Like all urban myths, the disappearing child expresses and exploits real anxieties and guilts. And Hong Kong has got plenty to be anxious and guilty about. When the rest of the communist world has gone capitalist, this jewel in the capitalist crown is about to go communist. While worrying loudly about Chinese civil liberties, it is itself keeping people penned up in prison camps and pushing refugees out to sea. It's not surprising therefore that most episodes of The Mysteries of Hong Kong deal with conspiracies and invasions and dramatise a sense of panicky impotence.

The most extraordinary example of this is the wonderful 'Zombie Chicken Eaters'. This deals with the Hong Kong equivalent of a new man, who, in response to a TV documentary, decides to go demi-veg. He starts to eat a lot of chicken, no red meat and no fish. He was already pretty gentle but now he becomes positively feminine, becoming the chief cook and carer in the house, to the unease of his wife. She shares her anxieties at the hairdressers and we learn that half the population of Hong Kong is having the same curious experience. When she gets home, her husband has developed a pair of breasts. As have all the other men in Hong Kong.

A government scientist discovers that the cause of all this is the high dosage of oestrogen in the (factory-farmed) chickens. It is assumed that this is an accident but it turns out to be the result of a conspiracy led by a kind of evil Bernard Matthews who seeks to destroy the world by turning all the men into women. His assistants are all female. He will be the only source of human sperm left on the whole planet, a good monopoly to have. Apparently sales of chicken plummeted when this episode went out, and Chris Patten found himself once again in an administration threatened by the condition of chickens. Once again the main theme of food anxiety is the feeling of impotence. In the consumer society, individuals have choice but no control, even over something as fundamental as the contents of the food they put in their mouths.

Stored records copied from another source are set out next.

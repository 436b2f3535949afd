//! Builds parameterized statements for resource tables.
//!
//! Every resource table has the same layout: system columns plus one JSONB `data` column
//! holding the model's own fields. Identifiers come from the registry only; values and
//! JSON keys are always parameters.

use super::params::SqlParam;
use crate::model::{
    Record, FIELD_CREATED_AT, FIELD_CREATED_BY, FIELD_DELETED_AT, FIELD_ID, FIELD_UPDATED_AT, FIELD_UPDATED_BY,
};
use crate::store::{Filters, OrderBy, Pagination};
use chrono::DateTime;
use serde_json::Value;

/// Columns returned by every statement, in row-decoding order.
pub const RETURNING: &str =
    r#""id", "created_by_id", "updated_by_id", "created_at", "updated_at", "deleted_at", "data""#;

#[derive(Clone, Copy, Debug, PartialEq, Eq)]
enum Kind {
    Int,
    Text,
    Timestamp,
}

enum Column<'a> {
    System(&'static str, Kind),
    Data(&'a str),
}

fn column_for(field: &str) -> Column<'_> {
    match field {
        FIELD_ID => Column::System("id", Kind::Int),
        FIELD_CREATED_BY => Column::System("created_by_id", Kind::Text),
        FIELD_UPDATED_BY => Column::System("updated_by_id", Kind::Text),
        FIELD_CREATED_AT => Column::System("created_at", Kind::Timestamp),
        FIELD_UPDATED_AT => Column::System("updated_at", Kind::Timestamp),
        FIELD_DELETED_AT => Column::System("deleted_at", Kind::Timestamp),
        other => Column::Data(other),
    }
}

/// True for wire names stored in dedicated columns rather than in `data`.
pub fn is_system_field(field: &str) -> bool {
    matches!(column_for(field), Column::System(..))
}

/// Quote identifier for PostgreSQL.
pub fn quoted(s: &str) -> String {
    format!("\"{}\"", s.replace('"', "\"\""))
}

pub fn qualified_table(schema: &str, table: &str) -> String {
    format!("{}.{}", quoted(schema), quoted(table))
}

#[derive(Debug, Default)]
pub struct QueryBuf {
    pub sql: String,
    pub params: Vec<SqlParam>,
}

impl QueryBuf {
    fn push_param(&mut self, v: SqlParam) -> usize {
        self.params.push(v);
        self.params.len()
    }
}

/// DDL for one resource table: schema, table, owner index. Each statement is idempotent.
pub fn create_table(schema: &str, table: &str) -> Vec<String> {
    let q_table = qualified_table(schema, table);
    vec![
        format!("CREATE SCHEMA IF NOT EXISTS {}", quoted(schema)),
        format!(
            r#"
            CREATE TABLE IF NOT EXISTS {} (
                "id" BIGSERIAL PRIMARY KEY,
                "created_by_id" TEXT NOT NULL DEFAULT '',
                "updated_by_id" TEXT NOT NULL DEFAULT '',
                "created_at" TIMESTAMPTZ NOT NULL DEFAULT NOW(),
                "updated_at" TIMESTAMPTZ NOT NULL DEFAULT NOW(),
                "deleted_at" TIMESTAMPTZ,
                "data" JSONB NOT NULL DEFAULT '{{}}'
            )
            "#,
            q_table
        ),
        format!(
            "CREATE INDEX IF NOT EXISTS {} ON {} (\"created_by_id\")",
            quoted(&format!("{}_created_by_id_idx", table)),
            q_table
        ),
    ]
}

/// WHERE clause for live rows matching `filters`. Text comparison on data fields mirrors the
/// loose equality of [`Filters::matches`].
fn where_clause(q: &mut QueryBuf, filters: &Filters) -> String {
    let mut parts = vec![r#""deleted_at" IS NULL"#.to_string()];
    for (field, value) in filters.iter() {
        let part = match column_for(field) {
            Column::System(col, Kind::Int) => match SqlParam::int_of(value) {
                Some(p) => format!("{} = ${}", quoted(col), q.push_param(p)),
                None => "FALSE".to_string(),
            },
            Column::System(col, Kind::Text) => {
                format!("{} = ${}", quoted(col), q.push_param(SqlParam::text_of(value)))
            }
            Column::System(col, Kind::Timestamp) => match value {
                Value::Null => format!("{} IS NULL", quoted(col)),
                v => match timestamp_of(v) {
                    Some(ts) => format!("{} = ${}::timestamptz", quoted(col), q.push_param(SqlParam::Text(ts))),
                    None => "FALSE".to_string(),
                },
            },
            Column::Data(key) => {
                let k = q.push_param(SqlParam::from(key));
                match value {
                    Value::Null => format!(r#"("data" ->> ${}) IS NULL"#, k),
                    v => format!(r#"("data" ->> ${}) = ${}"#, k, q.push_param(SqlParam::text_of(v))),
                }
            }
        };
        parts.push(part);
    }
    format!(" WHERE {}", parts.join(" AND "))
}

/// RFC 3339 text of a timestamp filter value; anything else can never match.
fn timestamp_of(value: &Value) -> Option<String> {
    value
        .as_str()
        .and_then(|s| DateTime::parse_from_rfc3339(s.trim()).ok())
        .map(|ts| ts.to_rfc3339())
}

fn order_clause(q: &mut QueryBuf, order: &[OrderBy]) -> String {
    let mut parts: Vec<String> = order
        .iter()
        .map(|o| {
            let expr = match column_for(&o.field) {
                Column::System(col, _) => quoted(col),
                Column::Data(key) => format!(r#"("data" -> ${})"#, q.push_param(SqlParam::from(key))),
            };
            format!("{} {}", expr, if o.descending { "DESC" } else { "ASC" })
        })
        .collect();
    if parts.is_empty() {
        parts.push(r#""id" DESC"#.to_string());
    }
    format!(" ORDER BY {}", parts.join(", "))
}

/// SELECT the first live row matching `filters`.
pub fn select_one(schema: &str, table: &str, filters: &Filters) -> QueryBuf {
    let mut q = QueryBuf::default();
    let w = where_clause(&mut q, filters);
    q.sql = format!(
        "SELECT {} FROM {}{} ORDER BY \"id\" LIMIT 1",
        RETURNING,
        qualified_table(schema, table),
        w
    );
    q
}

/// SELECT one page of live rows.
pub fn select_page(
    schema: &str,
    table: &str,
    filters: &Filters,
    pagination: &Pagination,
    order: &[OrderBy],
) -> QueryBuf {
    let mut q = QueryBuf::default();
    let w = where_clause(&mut q, filters);
    let o = order_clause(&mut q, order);
    q.sql = format!(
        "SELECT {} FROM {}{}{} LIMIT {} OFFSET {}",
        RETURNING,
        qualified_table(schema, table),
        w,
        o,
        pagination.limit,
        pagination.offset()
    );
    q
}

pub fn count(schema: &str, table: &str, filters: &Filters) -> QueryBuf {
    let mut q = QueryBuf::default();
    let w = where_clause(&mut q, filters);
    q.sql = format!("SELECT COUNT(*) FROM {}{}", qualified_table(schema, table), w);
    q
}

/// Model fields of a record, i.e. everything but the system fields.
pub fn data_of(record: &Record) -> Value {
    Value::Object(
        record
            .iter()
            .filter(|(k, _)| !is_system_field(k))
            .map(|(k, v)| (k.clone(), v.clone()))
            .collect(),
    )
}

fn owner_text(record: &Record, field: &str) -> SqlParam {
    match record.get(field) {
        Some(Value::String(s)) => SqlParam::Text(s.clone()),
        _ => SqlParam::Text(String::new()),
    }
}

/// INSERT a row; id and timestamps come from column defaults.
pub fn insert(schema: &str, table: &str, record: &Record) -> QueryBuf {
    let mut q = QueryBuf::default();
    let by = q.push_param(owner_text(record, FIELD_CREATED_BY));
    let upd = q.push_param(owner_text(record, FIELD_UPDATED_BY));
    let data = q.push_param(SqlParam::Json(data_of(record)));
    q.sql = format!(
        r#"INSERT INTO {} ("created_by_id", "updated_by_id", "data") VALUES (${}, ${}, ${}) RETURNING {}"#,
        qualified_table(schema, table),
        by,
        upd,
        data,
        RETURNING
    );
    q
}

/// UPDATE the model fields and updater of a live row; ownership and creation time never change.
pub fn update(schema: &str, table: &str, id: i64, record: &Record) -> QueryBuf {
    let mut q = QueryBuf::default();
    let data = q.push_param(SqlParam::Json(data_of(record)));
    let set_updater = match record.get(FIELD_UPDATED_BY) {
        Some(Value::String(s)) => {
            let n = q.push_param(SqlParam::Text(s.clone()));
            format!(r#", "updated_by_id" = ${}"#, n)
        }
        _ => String::new(),
    };
    let id_param = q.push_param(SqlParam::Int(id));
    q.sql = format!(
        r#"UPDATE {} SET "data" = ${}{}, "updated_at" = NOW() WHERE "id" = ${} AND "deleted_at" IS NULL RETURNING {}"#,
        qualified_table(schema, table),
        data,
        set_updater,
        id_param,
        RETURNING
    );
    q
}

/// Soft delete: stamp `deleted_at` on a live row.
pub fn soft_delete(schema: &str, table: &str, id: i64) -> QueryBuf {
    let mut q = QueryBuf::default();
    let id_param = q.push_param(SqlParam::Int(id));
    q.sql = format!(
        r#"UPDATE {} SET "deleted_at" = NOW() WHERE "id" = ${} AND "deleted_at" IS NULL RETURNING {}"#,
        qualified_table(schema, table),
        id_param,
        RETURNING
    );
    q
}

In all of the stories, Hong Kong is seen as a mesmerised victim. There are no heroes and few solutions. It is interesting how often these broad fears are linked with sexual insecurity. The case of 'The Zombie Chicken Eaters' is an obvious example. Another comes in the bizarre 'Exposure of the 50-Foot Bastard'. This is about a man who beats up his wife. She works in a chemical factory. She steals some growth hormone, meaning to make herself strong enough to hit back. He eats it by mistake and becomes a colossus.

The story has a gruesome, Swiftian wit. The huge man is constantly hungry and thus becomes grotesquely dependant on his wife. His secret crime is exposed to a respectable neighbourhood and he is disgraced. The other thing that is exposed, however, is his genitalia. There are no clothes that will fit him and it thus becomes clear to all that, even now that they have grown, they are disproportionately small. The film suggests that this is the root of his trouble. In a scene of vicious tragi-comedy, he is laughed out of rage and into submission by a crowd of female neighbours. It's the bluntest, frankest and most disturbing expression of the most basic male anxiety I have ever seen. The Mysteries of Hong Kong uses B-movie material to explore and exorcise a whole range of shared nightmares in a way that makes most British TV 'realism' look like compensatory fantasy.